Les subventions sont calculées en fonction du revenu familial. Si le bénéficiaire du REEI a plus de 18 ans, c’est sur son revenu que se fait le calcul, ce qui est tout à son avantage. S’il s’agit d’un mineur, on prend en compte le revenu des parents. Dans le cas de Samuel, puisqu’il ne gagne que 20 000 $ par an, il bénéficiera du Bon canadien pour l’épargne-invalidité qui représente 1000 $ annuellement, et ce, sans même qu’il ait à contribuer au REEI (le maximum versé à vie est de 20 000 $). Mieux encore, ce bon est rétroactif à raison de 10 ans en arrière à partir de la majorité du bénéficiaire. On n’a plus droit au Bon canadien à partir de 31 120 $ de revenus (2019).

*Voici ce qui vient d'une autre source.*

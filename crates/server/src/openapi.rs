//! OpenAPI document served at `/api-docs/openapi.json`.
//!
//! Request bodies are described by the `*Request` mirrors below; dates travel
//! as `YYYY-MM-DD` strings and timestamps as RFC 3339.

use std::collections::BTreeMap;

use utoipa::OpenApi;
use utoipa::ToSchema;

#[derive(ToSchema)]
pub struct HealthResponse { pub status: String, pub version: String }

#[derive(ToSchema)]
pub struct RegisterRequest { pub email: String, pub name: String, pub password: String, pub phone: Option<String> }

#[derive(ToSchema)]
pub struct LoginRequest { pub email: String, pub password: String }

#[derive(ToSchema)]
pub struct ChangePasswordRequest { pub current_password: String, pub new_password: String }

#[derive(ToSchema)]
pub struct CourseRequest {
    pub title: String,
    /// Derived from the title when absent
    pub slug: Option<String>,
    pub description: Option<String>,
    pub duration_weeks: Option<i32>,
    pub monthly_fee: i64,
    pub is_active: Option<bool>,
}

#[derive(ToSchema)]
pub struct CourseUpdateRequest {
    pub title: Option<String>,
    pub slug: Option<String>,
    pub description: Option<String>,
    pub duration_weeks: Option<i32>,
    pub monthly_fee: Option<i64>,
    pub is_active: Option<bool>,
}

#[derive(ToSchema)]
pub struct ServiceRequest {
    pub title: String,
    pub description: Option<String>,
    pub icon: Option<String>,
    pub is_active: Option<bool>,
    pub sort_order: Option<i32>,
}

#[derive(ToSchema)]
pub struct ServiceUpdateRequest {
    pub title: Option<String>,
    pub description: Option<String>,
    pub icon: Option<String>,
    pub is_active: Option<bool>,
    pub sort_order: Option<i32>,
}

#[derive(ToSchema)]
pub struct BookingRequest {
    pub name: String,
    pub email: String,
    pub phone: Option<String>,
    pub course_id: Option<i32>,
    pub service_id: Option<i32>,
    pub preferred_time: Option<String>,
    pub message: Option<String>,
}

#[derive(ToSchema)]
pub struct StatusRequest {
    /// pending, confirmed, completed or cancelled
    pub status: String,
}

#[derive(ToSchema)]
pub struct ContactRequest { pub name: String, pub email: String, pub subject: Option<String>, pub body: String }

#[derive(ToSchema)]
pub struct ReadFlagRequest { pub is_read: bool }

#[derive(ToSchema)]
pub struct DirectMessageRequest { pub recipient_id: i32, pub body: String }

#[derive(ToSchema)]
pub struct TestimonialRequest { pub author_name: String, pub content: String, pub rating: i16 }

#[derive(ToSchema)]
pub struct TestimonialUpdateRequest { pub is_approved: Option<bool>, pub content: Option<String>, pub rating: Option<i16> }

/// Flat `{key: value}` object; keys are `[a-z0-9_.]`, 1 to 64 chars.
#[derive(ToSchema)]
pub struct SettingsRequest(pub BTreeMap<String, String>);

#[derive(ToSchema)]
pub struct CreateUserRequest {
    pub email: String,
    pub name: String,
    /// student, teacher or admin
    pub role: String,
    pub password: String,
    pub phone: Option<String>,
}

#[derive(ToSchema)]
pub struct UpdateUserRequest {
    pub name: Option<String>,
    pub role: Option<String>,
    /// active or disabled
    pub status: Option<String>,
    pub phone: Option<String>,
}

#[derive(ToSchema)]
pub struct FeePlanRequest {
    pub student_id: i32,
    pub course_id: Option<i32>,
    pub total_amount: i64,
    /// monthly or lump_sum
    pub plan_type: String,
    /// Monthly plans only, 1..=36
    pub installment_count: Option<i32>,
    /// YYYY-MM-DD
    pub start_date: String,
}

#[derive(ToSchema)]
pub struct PaymentRequest {
    pub amount: i64,
    /// cash, bank_transfer, online or other
    pub method: String,
    pub reference: Option<String>,
    /// RFC 3339; defaults to now
    pub paid_at: Option<String>,
}

#[derive(ToSchema)]
pub struct ScheduleRequest {
    pub teacher_id: i32,
    pub student_id: i32,
    pub course_id: Option<i32>,
    /// 0 = Sunday .. 6 = Saturday
    pub weekday: i16,
    /// HH:MM
    pub start_time: String,
    pub duration_minutes: i32,
    pub meeting_link: Option<String>,
}

#[derive(ToSchema)]
pub struct BroadcastRequest {
    pub user_id: Option<i32>,
    pub role: Option<String>,
    pub title: String,
    pub body: String,
    pub kind: Option<String>,
}

#[derive(OpenApi)]
#[openapi(
    paths(
        crate::routes::health,
        crate::routes::auth::register,
        crate::routes::auth::login,
        crate::routes::auth::logout,
        crate::routes::auth::me,
        crate::routes::auth::change_password,
        crate::routes::catalog::public_courses,
        crate::routes::catalog::public_course,
        crate::routes::catalog::public_services,
        crate::routes::catalog::list_courses,
        crate::routes::catalog::create_course,
        crate::routes::catalog::update_course,
        crate::routes::catalog::delete_course,
        crate::routes::catalog::list_services,
        crate::routes::catalog::create_service,
        crate::routes::catalog::update_service,
        crate::routes::catalog::delete_service,
        crate::routes::bookings::create,
        crate::routes::bookings::list,
        crate::routes::bookings::update_status,
        crate::routes::bookings::delete,
        crate::routes::messages::submit_contact,
        crate::routes::messages::list_contact,
        crate::routes::messages::set_contact_read,
        crate::routes::messages::delete_contact,
        crate::routes::messages::inbox,
        crate::routes::messages::contacts,
        crate::routes::messages::send,
        crate::routes::messages::mark_read,
        crate::routes::testimonials::public_list,
        crate::routes::testimonials::submit,
        crate::routes::testimonials::list,
        crate::routes::testimonials::update,
        crate::routes::testimonials::delete,
        crate::routes::settings::get_all,
        crate::routes::settings::put_many,
        crate::routes::users::list,
        crate::routes::users::create,
        crate::routes::users::get,
        crate::routes::users::update,
        crate::routes::users::delete,
        crate::routes::fees::create_plan,
        crate::routes::fees::list_plans,
        crate::routes::fees::delete_plan,
        crate::routes::fees::record_payment,
        crate::routes::fees::my_fees,
        crate::routes::fees::account_book,
        crate::routes::fees::challan,
        crate::routes::schedule::create,
        crate::routes::schedule::list,
        crate::routes::schedule::delete,
        crate::routes::schedule::mine,
        crate::routes::schedule::teacher_students,
        crate::routes::notifications::feed,
        crate::routes::notifications::mark_read,
        crate::routes::notifications::mark_all_read,
        crate::routes::notifications::broadcast,
        crate::routes::dashboard::stats,
    ),
    components(
        schemas(
            HealthResponse,
            RegisterRequest,
            LoginRequest,
            ChangePasswordRequest,
            CourseRequest,
            CourseUpdateRequest,
            ServiceRequest,
            ServiceUpdateRequest,
            BookingRequest,
            StatusRequest,
            ContactRequest,
            ReadFlagRequest,
            DirectMessageRequest,
            TestimonialRequest,
            TestimonialUpdateRequest,
            SettingsRequest,
            CreateUserRequest,
            UpdateUserRequest,
            FeePlanRequest,
            PaymentRequest,
            ScheduleRequest,
            BroadcastRequest,
        )
    ),
    tags(
        (name = "health"),
        (name = "auth"),
        (name = "catalog"),
        (name = "bookings"),
        (name = "messages"),
        (name = "inbox"),
        (name = "testimonials"),
        (name = "settings"),
        (name = "fees"),
        (name = "schedule"),
        (name = "notifications"),
        (name = "admin")
    )
)]
pub struct ApiDoc;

« Il suffira ensuite de contribuer suffisamment au REEI pour avoir accès à la Subvention canadienne pour l’épargne-invalidité (SCEI). Celle-ci représente 300 % de la première tranche de 500 $ et 200 % sur la prochaine tranche de 1000 $ », indique Mylène Lapointe. Ces pourcentages s’appliquent jusqu’à concurrence d’un revenu annuel sous la barre de 95 259 $ (2019). Au-delà, la SCEI passe à 100 % pour la première tranche de 1000 $. Le maximum de subvention est de 70 000 $ à vie.

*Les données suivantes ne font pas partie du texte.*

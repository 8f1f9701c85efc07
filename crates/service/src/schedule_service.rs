//! Weekly class schedule.

use std::collections::HashMap;

use chrono::Utc;
use sea_orm::{ActiveModelTrait, ColumnTrait, Condition, ConnectionTrait, EntityTrait, QueryFilter, QueryOrder, Set};
use serde::{Deserialize, Serialize};
use tracing::{info, instrument};

use models::{class_session, course, notification, user, validate, NotificationKind, Role};

use crate::errors::ServiceError;
use crate::user_service::require_role;

#[derive(Debug, Clone, Deserialize)]
pub struct ScheduleInput {
    pub teacher_id: i32,
    pub student_id: i32,
    #[serde(default)]
    pub course_id: Option<i32>,
    pub weekday: i16,
    pub start_time: String,
    pub duration_minutes: i32,
    #[serde(default)]
    pub meeting_link: Option<String>,
}

/// A session with names resolved, as the admin sees it.
#[derive(Debug, Clone, Serialize)]
pub struct SessionView {
    #[serde(flatten)]
    pub session: class_session::Model,
    pub weekday_name: &'static str,
    pub teacher_name: String,
    pub student_name: String,
    pub course_title: Option<String>,
}

/// A session from one participant's side.
#[derive(Debug, Clone, Serialize)]
pub struct ScheduleEntry {
    pub id: i32,
    pub weekday: i16,
    pub weekday_name: &'static str,
    pub start_time: String,
    pub duration_minutes: i32,
    pub meeting_link: Option<String>,
    pub course_title: Option<String>,
    pub counterpart_id: i32,
    pub counterpart_name: String,
    /// `teacher` or `student`: the viewer's part in this session.
    pub as_role: Role,
}

#[derive(Debug, Clone, Serialize, PartialEq)]
pub struct StudentSummary {
    pub id: i32,
    pub name: String,
    pub email: String,
    pub phone: Option<String>,
}

fn weekday_name(w: i16) -> &'static str {
    class_session::WEEKDAYS.get(w as usize).copied().unwrap_or("")
}

#[instrument(skip(db, input), fields(teacher_id = %input.teacher_id, student_id = %input.student_id))]
pub async fn create_session<C: ConnectionTrait>(db: &C, input: ScheduleInput) -> Result<class_session::Model, ServiceError> {
    let weekday = class_session::validate_weekday(input.weekday)?;
    let start_time = class_session::validate_start_time(&input.start_time)?;
    let duration = class_session::validate_duration(input.duration_minutes)?;
    let meeting_link = validate::optional_text("meeting_link", input.meeting_link.as_deref(), 512)?;
    let teacher = require_role(db, input.teacher_id, Role::Teacher, "teacher_id").await?;
    let student = require_role(db, input.student_id, Role::Student, "student_id").await?;
    let course_title = match input.course_id {
        Some(cid) => Some(
            course::Entity::find_by_id(cid)
                .one(db)
                .await?
                .ok_or_else(|| ServiceError::validation(format!("course {cid} does not exist")))?
                .title,
        ),
        None => None,
    };

    let m = class_session::ActiveModel {
        course_id: Set(input.course_id),
        teacher_id: Set(teacher.id),
        student_id: Set(student.id),
        weekday: Set(weekday),
        start_time: Set(start_time),
        duration_minutes: Set(duration),
        meeting_link: Set(meeting_link),
        created_at: Set(Utc::now().into()),
        ..Default::default()
    }
    .insert(db)
    .await?;

    let when = format!("{} at {} ({} min)", weekday_name(m.weekday), m.start_time, m.duration_minutes);
    let subject = course_title.map(|t| format!(" for {t}")).unwrap_or_default();
    notification::push(db, student.id, NotificationKind::Schedule, "Class scheduled", &format!("Class with {}{subject}: {when}", teacher.name)).await?;
    notification::push(db, teacher.id, NotificationKind::Schedule, "Class scheduled", &format!("Class with {}{subject}: {when}", student.name)).await?;
    info!(id = %m.id, weekday = m.weekday, start_time = %m.start_time, "scheduled class");
    Ok(m)
}

async fn lookups<C: ConnectionTrait>(
    db: &C,
    sessions: &[class_session::Model],
) -> Result<(HashMap<i32, user::Model>, HashMap<i32, String>), ServiceError> {
    let user_ids: Vec<i32> = sessions.iter().flat_map(|s| [s.teacher_id, s.student_id]).collect();
    let course_ids: Vec<i32> = sessions.iter().filter_map(|s| s.course_id).collect();
    let users = if user_ids.is_empty() {
        HashMap::new()
    } else {
        user::Entity::find()
            .filter(user::Column::Id.is_in(user_ids))
            .all(db)
            .await?
            .into_iter()
            .map(|u| (u.id, u))
            .collect()
    };
    let courses = if course_ids.is_empty() {
        HashMap::new()
    } else {
        course::Entity::find()
            .filter(course::Column::Id.is_in(course_ids))
            .all(db)
            .await?
            .into_iter()
            .map(|c| (c.id, c.title))
            .collect()
    };
    Ok((users, courses))
}

fn ordered(q: sea_orm::Select<class_session::Entity>) -> sea_orm::Select<class_session::Entity> {
    q.order_by_asc(class_session::Column::Weekday)
        .order_by_asc(class_session::Column::StartTime)
        .order_by_asc(class_session::Column::Id)
}

pub async fn list_sessions<C: ConnectionTrait>(db: &C) -> Result<Vec<SessionView>, ServiceError> {
    let sessions = ordered(class_session::Entity::find()).all(db).await?;
    let (users, courses) = lookups(db, &sessions).await?;
    let name = |id: i32| users.get(&id).map(|u| u.name.clone()).unwrap_or_default();
    Ok(sessions
        .into_iter()
        .map(|s| SessionView {
            weekday_name: weekday_name(s.weekday),
            teacher_name: name(s.teacher_id),
            student_name: name(s.student_id),
            course_title: s.course_id.and_then(|c| courses.get(&c).cloned()),
            session: s,
        })
        .collect())
}

pub async fn delete_session<C: ConnectionTrait>(db: &C, id: i32) -> Result<bool, ServiceError> {
    let res = class_session::Entity::delete_by_id(id).exec(db).await?;
    Ok(res.rows_affected > 0)
}

/// Sessions where `user_id` teaches or studies, by weekday then start time.
pub async fn my_schedule<C: ConnectionTrait>(db: &C, user_id: i32) -> Result<Vec<ScheduleEntry>, ServiceError> {
    let sessions = ordered(class_session::Entity::find().filter(
        Condition::any()
            .add(class_session::Column::TeacherId.eq(user_id))
            .add(class_session::Column::StudentId.eq(user_id)),
    ))
    .all(db)
    .await?;
    let (users, courses) = lookups(db, &sessions).await?;
    Ok(sessions
        .into_iter()
        .map(|s| {
            let (as_role, counterpart_id) = if s.teacher_id == user_id {
                (Role::Teacher, s.student_id)
            } else {
                (Role::Student, s.teacher_id)
            };
            ScheduleEntry {
                id: s.id,
                weekday: s.weekday,
                weekday_name: weekday_name(s.weekday),
                start_time: s.start_time,
                duration_minutes: s.duration_minutes,
                meeting_link: s.meeting_link,
                course_title: s.course_id.and_then(|c| courses.get(&c).cloned()),
                counterpart_id,
                counterpart_name: users.get(&counterpart_id).map(|u| u.name.clone()).unwrap_or_default(),
                as_role,
            }
        })
        .collect())
}

/// Distinct students a teacher has sessions with, by name.
pub async fn teacher_students<C: ConnectionTrait>(db: &C, teacher_id: i32) -> Result<Vec<StudentSummary>, ServiceError> {
    let sessions = class_session::Entity::find()
        .filter(class_session::Column::TeacherId.eq(teacher_id))
        .all(db)
        .await?;
    let ids: Vec<i32> = sessions.iter().map(|s| s.student_id).collect();
    if ids.is_empty() {
        return Ok(Vec::new());
    }
    let students = user::Entity::find()
        .filter(user::Column::Id.is_in(ids))
        .order_by_asc(user::Column::Name)
        .all(db)
        .await?;
    Ok(students
        .into_iter()
        .map(|u| StudentSummary { id: u.id, name: u.name, email: u.email, phone: u.phone })
        .collect())
}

Dans le cas de Samuel, s’il déposait 500 $ par an jusqu’à ses 59 ans, il disposerait d’un actif d’environ 222 000 $ à ses 60 ans, grâce aux subventions et au Bon canadien, si les conditions du régime demeurent inchangées.

Les retraits

Le REEI a été mis en place pour inciter les bénéficiaires à l’utiliser dans un avenir lointain, c’est-à-dire à leur retraite, au moment où leurs parents ne seront plus là pour les soutenir. Par conséquent, il existe des règles spécifiques : si des subventions ont été versées au cours des 10 dernières années et que le bénéficiaire effectue un retrait, attention, il devra rembourser 3 $ au gouvernement pour chaque dollar retiré.

Il existe deux types de retraits, tout d’abord le paiement viager (PVI), un montant variable versé jusqu’au décès du bénéficiaire. On peut aussi demander un paiement d’aide (PAI), c’est-à-dire un retrait forfaitaire supplémentaire en cas de besoin. Si l’espérance de vie est réduite, le calcul du paiement viager peut être révisé.

Conseils

  • Bien qu’incontournable, le REEI est un outil parmi un éventail d’environ 40 programmes, crédits d’impôt, mesures fiscales, subventions, prestations de soutien, etc., destinés aux personnes handicapées.
  • La personne handicapée peut contribuer elle-même à son REEI, mais aussi toute autre personne qui a ses intérêts à cœur (proche, ami, etc.).
  • Le bénéficiaire est imposé sur les retraits à son REEI, mais pas sur le montant des cotisations, uniquement sur les subventions, le Bon canadien et les intérêts. Puisqu’en principe son revenu sera relativement faible et qu’il touchera également un crédit pour personnes handicapées, son taux d’imposition devrait être minime.